(Art as) Communication vs. Expression

luka

Well-known member
you can't just tell them they have to listen to the old music we used to dance to when we were young. That's not going to help. We need to harvest their energy and use it in a constructive way.
 

luka

Well-known member
Can't have a forum full of people going, do you like that man, yeah I like it man, it's cool.
 

kumar

Well-known member
my vague reaction is that the terms arent so solid, any attempt at communication failed or successful is expressing lots of information and any distilled expression mundane or divine is going to communicate a lot.

i suppose you are talking particularly about writing, so for the arguments sake we can skirt over the problems of talking about Art let alone Great Art as though they refer to a continuous and distinct set of experiences. The last thing i remember reading and really getting into were a couple of books by ann quin last year. a part which stuck with me was where a character is running about a 1950s seaside town in a murderous frenzy and looks up at the hillside in the distance and then perceives the same sensation glancing at the wrinkles on the back of their hand. its this alarming recognition of the way their environment is replicating their extreme mental state and vice versa. you get this sense from drugs sometimes, the porosity between you and your surroundings and the fear that can induce. the way its written in the book you have these two images colliding with each other, but she really nails the voices that capture the mundane grubby seediness of that place at that time.
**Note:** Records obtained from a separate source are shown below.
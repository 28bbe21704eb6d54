//! JSON request/response bodies of the HTTP surface.

pub mod chat;
pub mod chats;
pub mod images;
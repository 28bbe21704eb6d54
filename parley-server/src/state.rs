//! Shared application state injected into every Axum handler.

use std::sync::Arc;

use crate::config::Config;
use crate::entities::AnyStore;
use crate::provider::ModelProvider;
use crate::relay::{Relay, RelayOptions};

/// State shared across all HTTP handlers.
#[derive(Clone)]
pub struct AppState {
    /// Server configuration (env-derived).
    pub config: Arc<Config>,
    /// Chats and messages.
    pub store: Arc<AnyStore>,
    /// Upstream model provider.
    pub provider: Arc<dyn ModelProvider>,
}

impl AppState {
    pub fn relay(&self) -> Relay<AnyStore> {
        Relay::new(
            Arc::clone(&self.store),
            Arc::clone(&self.provider),
            RelayOptions::from_config(&self.config),
        )
    }
}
So altogether its this sort of structural symmetry, the prose and the sense of the surrounding voices vividly mirroring the experience of that hilltop/hand epiphany, which itself is a realisation of that same mirroring process. so rather than expression/communication i think a lot of the things that have really done it for me have that sort of structural symmetry, for want of a better term.

the standard is less is this communicating to anyone, is this expressing something worthwhile but more are the affective levels of the writing reinforcing and intensifying the other effects of reading.
 

kumar

Well-known member
one good example of that would be pirate radio music probably grime most of all where the entire structure of the thing is superhumanly designed to maximise the effects of each component.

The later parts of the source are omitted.